— Я хотела, чтобы вам лучше было.
— Не поняла все-таки! — он сочувственно улыбнулся. — Это не ты хочешь незаменимой быть, а они тебя такой хотят сделать.
— Вы про Бабкина?
— И про него. Он завтра, между прочим, торжествовать будет… Получится так, как он предсказывал. С новой декады норму тебе увеличат. Начальство хочет до конца опыт проделать. — Николай с листком бумаги, на котором теснились колонки цифр, подошел к окну. — Если оставить тебя на прежних нормах, хуже будет, перестанешь двигаться вперед. Понятно? И не бойся…
— Я и не боюсь. Я знала… А вот вы не очень-то действуете…
— Ты о чем? — насторожился Николай.
— Да о приспособлении. Ударили бы где кулаком по столу!
— Ударю!
В начале новой декады Николай пошел к Сергею Сергеевичу. Тот сдержанно принял его, выслушал, развел руками.
— Черт его знает, что делать. Давай еще с народом посоветуемся, помозгуем! Опасно торопиться, большое дело решаем.

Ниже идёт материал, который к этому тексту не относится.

use clap::{Parser, Subcommand, ValueEnum};
use log::{LevelFilter, info};
use std::path::PathBuf;

use crate::{
    config,
    fs::TreeExplorer,
    http::server::HttpServer,
    metadata::{exiftool::ExifTool, extract::extract_batches, transform::transform},
    storage::operations::LocationStore,
};

#[derive(Parser)]
#[command(name = "picmap")]
#[command(version = "0.1")]
#[command(about = "Show the locations of pictures from an album on a map")]
pub struct Cli {
    /// Path to the config TOML file
    #[arg(short, long, default_value = "config.toml")]
    pub config: PathBuf,

    /// Log level
    #[arg(short, long, value_enum, default_value_t = LogLevel::Info)]
    pub log_level: LogLevel,

    #[command(subcommand)]
    pub command: Commands,
}

#[derive(Debug, Copy, Clone, ValueEnum)]
pub enum LogLevel {
    Debug,
    Info,
    Warning,
    Error,
}

impl From<LogLevel> for LevelFilter {
    fn from(level: LogLevel) -> Self {
        match level {
            LogLevel::Debug => LevelFilter::Debug,
            LogLevel::Info => LevelFilter::Info,
            LogLevel::Warning => LevelFilter::Warn,
            LogLevel::Error => LevelFilter::Error,
        }
    }
}

#[derive(Subcommand)]
pub enum Commands {
    /// Add location information for pictures in an album
    Add {
        /// Album name
        album: String,
        /// One or more directories with album pictures
        #[arg(required = true)]
        directories: Vec<PathBuf>,
    },
    /// Remove albums from the database
    Remove {
        /// Albums to be removed
        #[arg(required = true)]
        albums: Vec<String>,
    },
    /// List albums and their picture counts
    List {
        /// Albums to be listed (all albums when omitted)
        albums: Vec<String>,
    },
    /// Run the web server showing album locations on a map
    Serve {
        /// Albums to be shown (all albums when omitted)
        albums: Vec<String>,
    },
}

/// Entrypoint for the CLI
pub fn run() {
    let cli = Cli::parse();

    env_logger::Builder::new()
        .filter_level(cli.log_level.into())
        .init();

    let cfg = config::Config::load(&cli.config).expect("Failed to load config");

    let result = match cli.command {
        Commands::Add { album, directories } => add(&cfg, &album, &directories),
        Commands::Remove { albums } => remove(&cfg, &albums),
        Commands::List { albums } => list(&cfg, &albums),
        Commands::Serve { albums } => serve(cfg, albums),
    };

    if let Err(e) = result {
        eprintln!("error: {e:#}");
        std::process::exit(1);
    }
}

/// Scans the directories, extracts GPS metadata partition by partition
/// and persists each batch before the next one is extracted.
fn add(cfg: &config::Config, album: &str, directories: &[PathBuf]) -> anyhow::Result<()> {
    let mut paths = Vec::new();
    for directory in directories {
        info!(
            "adding image files for album {album:?} from {}...",
            directory.display()
        );
        paths.extend(TreeExplorer::new(directory).paths());
    }

    let mut store = LocationStore::new(&cfg.database)?;
    let mut tool = ExifTool::new(&cfg.extractor);

    let mut found = 0;
    for batch in extract_batches(&mut tool, paths) {
        let batch = batch?;
        let rows = batch
            .iter()
            .filter(|record| record.valid)
            .map(|record| transform(album, &record.raw))
            .collect::<Result<Vec<_>, _>>()?;

        found += rows.len();
        if !rows.is_empty() {
            store.insert(&rows)?;
        }
    }

    info!("{found} pictures found with GPS metadata");
    Ok(())
}

fn remove(cfg: &config::Config, albums: &[String]) -> anyhow::Result<()> {
    let mut store = LocationStore::new(&cfg.database)?;
    for album in albums {
        info!("removing image files from album {album:?}...");
        let removed = store.delete(album)?;
        if removed > 0 {
            info!("deleted album {album:?} with {removed} rows");
        }
    }
    Ok(())
}

fn list(cfg: &config::Config, albums: &[String]) -> anyhow::Result<()> {
    let store = LocationStore::new(&cfg.database)?;
    let filter = (!albums.is_empty()).then(|| albums.to_vec());

    for album in store.list_albums(filter.as_deref())? {
        let count = store.count(&album)?;
        println!("album {album:?} has {count} pictures");
    }
    Ok(())
}

fn serve(cfg: config::Config, albums: Vec<String>) -> anyhow::Result<()> {
    let store = LocationStore::new(&cfg.database)?;
    let albums = (!albums.is_empty()).then_some(albums);

    let server = HttpServer::new(store, cfg.http, albums);
    println!(
        "HTTP server running at http://{}:{}",
        server.config.bind_addr, server.config.port
    );
    server.run()
}
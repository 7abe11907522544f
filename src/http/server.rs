use std::sync::{Arc, Mutex};

use log::{debug, error, info};
use rouille::{Request, Response};

use crate::{
    config::HttpConfig,
    http::error::ApiError,
    query,
    storage::operations::LocationStore,
};

static INDEX_TEMPLATE: &str = include_str!("../../html/index.html");

pub struct HttpServer {
    store: Arc<Mutex<LocationStore>>,
    /// Albums shown on the map; `None` shows everything. Fixed at
    /// server construction, no global mutable state.
    albums: Option<Vec<String>>,
    pub config: HttpConfig,
}

impl HttpServer {
    pub fn new(store: LocationStore, config: HttpConfig, albums: Option<Vec<String>>) -> Self {
        Self {
            store: Arc::new(Mutex::new(store)),
            albums,
            config,
        }
    }

    pub fn run(self) -> ! {
        let addr = format!("{}:{}", self.config.bind_addr, self.config.port);
        rouille::start_server(addr, move |request| self.handle_request(request))
    }

    fn handle_request(&self, request: &Request) -> Response {
        info!("{} {}", request.method(), request.url());

        let response = rouille::router!(request,
            (GET) (/) => {
                self.handle_index()
            },

            (GET) (/image/{id: String}) => {
                self.handle_image(&id)
            },

            _ => Response::empty_404()
        );

        info!("response: {} {}", request.method(), response.status_code);
        response
    }

    fn handle_index(&self) -> Response {
        match self.render_index() {
            Ok(response) => response,
            Err(e) => e.into_response(),
        }
    }

    /// Map page with the centroid and all visible records embedded as
    /// JSON.
    fn render_index(&self) -> Result<Response, ApiError> {
        let records = {
            let store = self.lock_store()?;
            store.select_all(self.albums.as_deref()).map_err(|e| {
                error!("selecting locations failed: {e}");
                ApiError::from(e)
            })?
        };

        let (latitude, longitude) = query::centroid(&records);
        let rows: Vec<_> = records.iter().map(query::project).collect();

        let centroid_json = serde_json::to_string(&[latitude, longitude])
            .map_err(|e| ApiError::Internal(format!("centroid serialization failed: {e}")))?;
        let rows_json = serde_json::to_string(&rows)
            .map_err(|e| ApiError::Internal(format!("row serialization failed: {e}")))?;

        let page = INDEX_TEMPLATE
            .replace("{{centroid}}", &centroid_json)
            .replace("{{rows}}", &rows_json);
        Ok(Response::html(page))
    }

    fn handle_image(&self, id: &str) -> Response {
        match self.image_response(id) {
            Ok(response) => response,
            Err(e) => e.into_response(),
        }
    }

    /// Serves the picture bytes for a stored location. A malformed id
    /// is a caller error, distinct from an unknown id or a picture file
    /// that no longer exists on disk.
    fn image_response(&self, id: &str) -> Result<Response, ApiError> {
        let id: i64 = id
            .parse()
            .map_err(|_| ApiError::BadRequest("invalid location id".into()))?;

        let record = {
            let store = self.lock_store()?;
            store.get_by_id(id).map_err(|e| {
                error!("lookup of location {id} failed: {e}");
                ApiError::from(e)
            })?
        };
        let record = record.ok_or_else(|| ApiError::NotFound(format!("location {id} not found")))?;

        let file = std::fs::File::open(&record.filepath).map_err(|_| {
            ApiError::NotFound(format!(
                "picture file missing for location {id}: {}",
                record.filepath
            ))
        })?;

        let mime = mime_guess::from_path(&record.filepath)
            .first_or_octet_stream()
            .to_string();
        debug!("serving {} as {mime}", record.filepath);

        Ok(Response::from_file(mime, file))
    }

    fn lock_store(&self) -> Result<std::sync::MutexGuard<'_, LocationStore>, ApiError> {
        self.store
            .lock()
            .map_err(|_| ApiError::Internal("storage lock poisoned".into()))
    }
}
//! Picture file discovery under a directory tree.

use std::path::{Path, PathBuf};

use log::{debug, info, warn};
use walkdir::WalkDir;

const PICTURE_EXTENSIONS: &[&str] = &["jpg", "jpeg"];

pub fn is_picture_file(path: &Path) -> bool {
    path.extension()
        .and_then(|ext| ext.to_str())
        .map(|ext| PICTURE_EXTENSIONS.contains(&ext.to_lowercase().as_str()))
        .unwrap_or(false)
}

/// Looks for picture files in a tree and returns their absolute paths.
pub struct TreeExplorer {
    directory: PathBuf,
}

impl TreeExplorer {
    pub fn new<P: AsRef<Path>>(directory: P) -> Self {
        let directory = std::path::absolute(&directory)
            .unwrap_or_else(|_| directory.as_ref().to_path_buf());
        Self { directory }
    }

    /// Paths of the picture files found under the directory.
    pub fn paths(&self) -> Vec<PathBuf> {
        let paths = self.explore();
        info!(
            "{} picture files found under {}",
            paths.len(),
            self.directory.display()
        );
        paths
    }

    fn explore(&self) -> Vec<PathBuf> {
        debug!("exploring {}...", self.directory.display());

        WalkDir::new(&self.directory)
            .into_iter()
            .filter_map(|entry| match entry {
                Ok(entry) => Some(entry),
                // skip broken symlinks and unreadable entries
                Err(err) => {
                    warn!("unable to access entry: {err}");
                    None
                }
            })
            .filter(|entry| entry.file_type().is_file())
            .map(|entry| entry.into_path())
            .filter(|path| is_picture_file(path))
            .collect()
    }
}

Вместе с Николаем он прошелся по мастерским, долго стоял у станка, за которым работала Нина, потом перешел к Бабкину, подумал и, уходя, сказал:
— Хорошо работаешь, с красной доски не слезаешь, а жаль мне тебя, дорогой товарищ Бабкин! Консерватор ты!
Громов увидел, как Петька, развевая подолом красной рубахи, катит тележку с деталями, окликнул его:
— На станок хочешь, а? К Бабкину в ученики?
— Не пойду я к нему.
— Почему? Он же первый токарь в цехе.
— Я лучше к Трубиной. На приспособлении мне поработать охота. Вон даже Сенька Пушкарев и то у нее учится…
— Видал? — повернулся Сергей Сергеевич к Бабкину. — Вот почему мне тебя жаль…
— Товарищ начальник! Можно, я с вами по-рабочему?
— Давай! — Громов вернулся. — Люблю поговорить на русском языке.
— Стояли вы около Трубиной, смотрели, а главного, должно быть, не заметили, техникой увлеклись, а про экономику позабыли… Ну, то, что она почти ничего не заработала, это ее дело. Я про другое. Начальник смены знает, — кивнул он в сторону Николая, не взглянув на него, — и вы должны знать, что сокращение времени да обработку детали, — Бабкин прищурился и так посмотрел на Сергея Сергеевича, словно целился в него, — не дало Трубиной большой выработки. Для чего же тогда приспособление? Время обработки детали сократилось, а повышения выработки нет. А я держусь на уровне! Так что нечего меня жалеть.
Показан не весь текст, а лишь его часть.